*** Given records
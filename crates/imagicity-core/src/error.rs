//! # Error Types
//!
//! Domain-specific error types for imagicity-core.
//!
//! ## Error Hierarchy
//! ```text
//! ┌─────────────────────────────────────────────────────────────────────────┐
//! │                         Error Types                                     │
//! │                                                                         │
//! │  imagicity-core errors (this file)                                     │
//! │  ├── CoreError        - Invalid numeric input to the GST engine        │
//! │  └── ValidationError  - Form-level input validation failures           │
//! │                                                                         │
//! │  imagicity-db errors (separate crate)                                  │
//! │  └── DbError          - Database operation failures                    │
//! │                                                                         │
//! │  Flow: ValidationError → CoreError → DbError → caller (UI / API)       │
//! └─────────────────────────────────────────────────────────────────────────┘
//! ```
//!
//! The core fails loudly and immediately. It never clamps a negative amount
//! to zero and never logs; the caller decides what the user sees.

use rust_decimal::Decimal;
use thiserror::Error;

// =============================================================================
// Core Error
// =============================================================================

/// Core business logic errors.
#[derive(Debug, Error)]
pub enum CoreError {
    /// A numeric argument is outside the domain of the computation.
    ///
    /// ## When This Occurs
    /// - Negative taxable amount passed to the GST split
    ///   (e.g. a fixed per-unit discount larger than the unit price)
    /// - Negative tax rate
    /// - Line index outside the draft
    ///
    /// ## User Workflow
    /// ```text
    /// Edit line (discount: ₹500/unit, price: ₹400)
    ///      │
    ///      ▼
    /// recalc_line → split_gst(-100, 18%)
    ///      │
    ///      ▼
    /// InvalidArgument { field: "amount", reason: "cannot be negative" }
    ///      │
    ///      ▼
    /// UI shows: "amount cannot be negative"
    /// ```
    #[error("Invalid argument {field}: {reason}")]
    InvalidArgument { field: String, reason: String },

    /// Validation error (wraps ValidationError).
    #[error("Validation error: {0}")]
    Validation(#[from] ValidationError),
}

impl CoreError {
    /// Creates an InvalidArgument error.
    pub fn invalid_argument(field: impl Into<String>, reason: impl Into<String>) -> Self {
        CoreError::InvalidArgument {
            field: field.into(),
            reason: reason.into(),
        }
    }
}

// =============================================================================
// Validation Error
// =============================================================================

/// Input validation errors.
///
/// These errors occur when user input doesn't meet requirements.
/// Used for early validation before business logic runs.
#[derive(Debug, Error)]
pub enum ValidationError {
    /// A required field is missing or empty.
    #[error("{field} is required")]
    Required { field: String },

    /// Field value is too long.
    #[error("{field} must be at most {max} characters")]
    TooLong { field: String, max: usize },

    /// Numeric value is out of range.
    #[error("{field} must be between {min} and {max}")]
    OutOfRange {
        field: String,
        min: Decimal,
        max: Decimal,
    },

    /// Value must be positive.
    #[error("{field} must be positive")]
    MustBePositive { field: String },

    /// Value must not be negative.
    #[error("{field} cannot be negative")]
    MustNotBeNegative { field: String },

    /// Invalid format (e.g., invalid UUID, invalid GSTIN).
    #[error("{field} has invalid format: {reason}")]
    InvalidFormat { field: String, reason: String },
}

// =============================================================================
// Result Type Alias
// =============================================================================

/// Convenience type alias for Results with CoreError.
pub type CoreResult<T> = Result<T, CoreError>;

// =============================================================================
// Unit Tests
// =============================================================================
******
*** Given records
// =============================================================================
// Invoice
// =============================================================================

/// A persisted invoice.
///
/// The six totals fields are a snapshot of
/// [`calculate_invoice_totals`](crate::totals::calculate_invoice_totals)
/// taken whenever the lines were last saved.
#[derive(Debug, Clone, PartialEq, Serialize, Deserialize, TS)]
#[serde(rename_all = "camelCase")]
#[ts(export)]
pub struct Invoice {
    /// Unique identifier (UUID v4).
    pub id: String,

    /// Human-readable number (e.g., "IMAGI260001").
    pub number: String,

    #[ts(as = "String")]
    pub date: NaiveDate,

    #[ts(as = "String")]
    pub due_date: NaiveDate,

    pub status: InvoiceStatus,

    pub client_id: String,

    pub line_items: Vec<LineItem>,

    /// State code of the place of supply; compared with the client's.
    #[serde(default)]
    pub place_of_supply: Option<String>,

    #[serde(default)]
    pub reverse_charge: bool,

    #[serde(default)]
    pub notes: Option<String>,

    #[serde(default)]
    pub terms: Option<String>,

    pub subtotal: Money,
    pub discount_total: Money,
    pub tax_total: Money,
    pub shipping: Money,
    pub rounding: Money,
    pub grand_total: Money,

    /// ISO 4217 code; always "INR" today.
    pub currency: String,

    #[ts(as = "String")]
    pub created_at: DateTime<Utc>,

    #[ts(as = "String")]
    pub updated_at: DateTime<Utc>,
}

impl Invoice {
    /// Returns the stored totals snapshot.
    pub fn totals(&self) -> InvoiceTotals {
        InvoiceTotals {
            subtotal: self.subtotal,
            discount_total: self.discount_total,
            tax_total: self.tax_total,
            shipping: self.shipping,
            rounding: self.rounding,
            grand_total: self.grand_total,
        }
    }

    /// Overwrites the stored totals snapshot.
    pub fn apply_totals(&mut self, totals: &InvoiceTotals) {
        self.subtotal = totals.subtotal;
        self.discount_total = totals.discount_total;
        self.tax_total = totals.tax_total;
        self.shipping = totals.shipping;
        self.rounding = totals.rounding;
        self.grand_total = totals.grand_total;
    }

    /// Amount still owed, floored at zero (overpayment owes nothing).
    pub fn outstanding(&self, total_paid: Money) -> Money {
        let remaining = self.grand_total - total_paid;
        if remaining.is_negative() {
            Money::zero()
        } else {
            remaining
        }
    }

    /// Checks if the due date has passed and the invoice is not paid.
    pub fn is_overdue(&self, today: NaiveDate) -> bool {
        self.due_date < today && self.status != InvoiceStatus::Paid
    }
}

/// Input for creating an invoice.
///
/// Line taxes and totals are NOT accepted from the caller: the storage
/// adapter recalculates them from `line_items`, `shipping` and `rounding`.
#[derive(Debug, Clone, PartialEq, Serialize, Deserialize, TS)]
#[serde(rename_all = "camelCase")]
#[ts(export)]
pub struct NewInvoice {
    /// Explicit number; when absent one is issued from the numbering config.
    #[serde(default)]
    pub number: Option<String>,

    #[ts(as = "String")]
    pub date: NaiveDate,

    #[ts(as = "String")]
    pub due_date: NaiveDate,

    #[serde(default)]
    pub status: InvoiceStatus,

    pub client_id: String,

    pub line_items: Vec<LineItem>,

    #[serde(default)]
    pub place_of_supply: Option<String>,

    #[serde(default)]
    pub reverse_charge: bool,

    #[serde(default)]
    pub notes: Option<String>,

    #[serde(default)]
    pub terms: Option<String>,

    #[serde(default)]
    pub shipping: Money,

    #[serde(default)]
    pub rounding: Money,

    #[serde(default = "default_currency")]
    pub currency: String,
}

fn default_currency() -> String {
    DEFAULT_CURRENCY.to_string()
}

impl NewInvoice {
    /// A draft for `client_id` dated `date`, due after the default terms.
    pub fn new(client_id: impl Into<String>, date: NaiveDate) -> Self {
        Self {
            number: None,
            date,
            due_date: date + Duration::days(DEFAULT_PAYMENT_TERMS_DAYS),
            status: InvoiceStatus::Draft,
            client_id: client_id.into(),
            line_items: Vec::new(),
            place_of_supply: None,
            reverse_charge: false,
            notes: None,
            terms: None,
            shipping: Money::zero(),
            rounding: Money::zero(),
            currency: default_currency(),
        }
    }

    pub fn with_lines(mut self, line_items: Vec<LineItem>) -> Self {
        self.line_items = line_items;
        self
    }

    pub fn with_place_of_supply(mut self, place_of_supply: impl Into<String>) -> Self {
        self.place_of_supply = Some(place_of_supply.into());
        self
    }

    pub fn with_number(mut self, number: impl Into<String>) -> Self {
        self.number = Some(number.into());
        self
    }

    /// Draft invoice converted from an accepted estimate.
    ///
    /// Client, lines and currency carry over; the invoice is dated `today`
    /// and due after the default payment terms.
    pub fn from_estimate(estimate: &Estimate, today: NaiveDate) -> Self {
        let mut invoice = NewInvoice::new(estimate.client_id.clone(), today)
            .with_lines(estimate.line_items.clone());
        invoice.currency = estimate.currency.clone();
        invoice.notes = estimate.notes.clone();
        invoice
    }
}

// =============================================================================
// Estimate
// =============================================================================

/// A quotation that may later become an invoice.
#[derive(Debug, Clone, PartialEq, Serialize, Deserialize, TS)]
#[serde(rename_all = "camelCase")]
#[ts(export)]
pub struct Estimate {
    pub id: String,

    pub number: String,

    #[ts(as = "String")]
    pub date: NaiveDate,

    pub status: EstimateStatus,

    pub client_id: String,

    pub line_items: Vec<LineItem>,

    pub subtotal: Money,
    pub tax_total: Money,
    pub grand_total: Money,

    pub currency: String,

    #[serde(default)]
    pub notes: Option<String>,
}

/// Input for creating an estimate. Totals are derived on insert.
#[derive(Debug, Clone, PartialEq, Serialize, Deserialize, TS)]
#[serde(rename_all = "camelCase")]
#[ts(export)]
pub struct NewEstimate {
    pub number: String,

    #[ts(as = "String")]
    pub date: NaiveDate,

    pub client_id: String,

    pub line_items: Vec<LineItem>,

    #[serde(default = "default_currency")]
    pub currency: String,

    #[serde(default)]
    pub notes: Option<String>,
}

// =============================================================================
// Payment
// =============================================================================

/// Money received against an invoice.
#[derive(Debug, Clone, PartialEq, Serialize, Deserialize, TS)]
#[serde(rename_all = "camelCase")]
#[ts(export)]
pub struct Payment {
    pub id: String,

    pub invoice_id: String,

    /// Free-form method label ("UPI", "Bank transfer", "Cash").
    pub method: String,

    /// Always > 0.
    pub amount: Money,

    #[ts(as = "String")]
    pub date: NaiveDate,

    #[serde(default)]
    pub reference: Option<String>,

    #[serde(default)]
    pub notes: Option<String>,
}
******
The task:
Go through the data and show each line that holds "today".

Exercise output:
    /// ISO 4217 code; always "INR" today.
    pub fn is_overdue(&self, today: NaiveDate) -> bool {
        self.due_date < today && self.status != InvoiceStatus::Paid
    /// Client, lines and currency carry over; the invoice is dated `today`
    pub fn from_estimate(estimate: &Estimate, today: NaiveDate) -> Self {
        let mut invoice = NewInvoice::new(estimate.client_id.clone(), today)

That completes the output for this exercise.